LP adjusted to the times, all right, but then time is not so much a healer as a ‘dealer’! Time claims as its victim, the best of them. It is not that the composer has deteriorated over the years. It is just that a time comes when he has to make way in the face of a trend he cannot understand. And it was the mass copying trend to which LP had no answer. Not that LP had not been inspired by things ‘phoren’. But they had adapted, not adopted. The wholesale copying that invaded the industry with the ‘cassettisation’ of music saw Laxmikant-Pyarelal looking lost as never before. Because, while they still believed in work, the others didn’t. LP had never taken the easy way out, they had never shied away from the slog. Now technology was beginning to wreak havoc with the melody base of music.

But then to how many changes in his time, do you expect a composer to conform? There arrives a moment when he wants to spell away from it all — to recast his thinking and his tuning. Laxmikant-Pyeralal, following their superb score in RK’s Prem Granth, had begun to get it all back. Pyarelal says that they sat down to compare musical notes just before Laxmikant entered the hospital. Now Laxmi is gone, but the legacy he has left behind is for Pyare to inherit and interpret. In the case of Shanker, he remained a fine composer but lost out in background scoring. Pyarelal, by contrast, “is a very good composer” — we have Lata’s word for it. And, as for orchestration and background scoring, is there anyone to match Pyarelal even today?

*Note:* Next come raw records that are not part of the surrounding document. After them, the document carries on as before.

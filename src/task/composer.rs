use super::{Messenger, ObservableTask, TaskResult};
use crate::algo::{nominal_length, persist, Breakdown, Genetic, Progress};
use crate::data::Repository;
use anyhow::Context;

/// Composes a timetable and stores it in the repository.
///
/// The repository is owned by the task for the whole run.
pub struct ComposerTask<R> {
    repository: R,
    genetic: Genetic,
}

impl<R: Repository + Send> ComposerTask<R> {
    #[must_use]
    pub const fn new(repository: R, genetic: Genetic) -> Self {
        Self {
            repository,
            genetic,
        }
    }

    /// Returns the repository back once the task is done with it.
    #[must_use]
    pub fn into_repository(self) -> R {
        self.repository
    }
}

impl<R: Repository + Send> ObservableTask for ComposerTask<R> {
    fn execute(&mut self, messenger: &Messenger) -> anyhow::Result<TaskResult> {
        let catalog = self.repository.catalog();
        let config = *self.genetic.config();

        messenger.make_message(format!(
            "Composing {} lessons for {} curricula: population {}, {} generations, mutation rate {}",
            nominal_length(catalog),
            catalog.curricula().len(),
            config.population_size(),
            config.generations_count(),
            config.mutation_rate(),
        ));

        let outcome = self.genetic.run(catalog, &mut |progress| {
            messenger.make_message(format!(
                "Generation {}: best fitness {}",
                progress.generation + 1,
                progress.best_fitness
            ));
            messenger.set_progress(percentage(progress));
        });

        // An empty winner never replaces an existing timetable.
        if outcome.best.is_empty() {
            log::warn!("Every requirement was skipped, the lesson table is kept");
            messenger.make_message("No lesson could be scheduled");
            messenger.make_message(format!(
                "0 lessons stored, table kept after {} generations",
                outcome.generations
            ));
            return Ok(TaskResult::empty());
        }

        let breakdown = Breakdown::new(catalog, &outcome.best).to_string();
        for line in breakdown.lines() {
            messenger.make_message(line);
        }

        let stored = persist(&mut self.repository, &outcome.best)
            .context("could not store the composed schedule")?;
        messenger.make_message(format!(
            "Stored {stored} lessons after {} generations, fitness {}",
            outcome.generations, outcome.fitness
        ));

        Ok(TaskResult::empty())
    }
}

#[allow(clippy::cast_precision_loss)]
fn percentage(progress: Progress) -> f64 {
    let total = progress.generations_count.max(1);
    (progress.generation + 1) as f64 * 100.0 / total as f64
}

The industry must remember that, if Laxmi had it in him, Pyare still has it in him. Pyare is a musician with a mind. The best of Laxmikant-Pyarelal, I say, is still to come. Laxmi and Pyare are two sides of the same boxoffice coin. The coin that must be allowed to roll kindly in this moment in which Pyarelal needs the support of an industry he has served from the time Naushad spotted him as a boy prodigy on the violin. More than one string to his composing bow does Pyarelal command, as the bigwigs of this industry should know.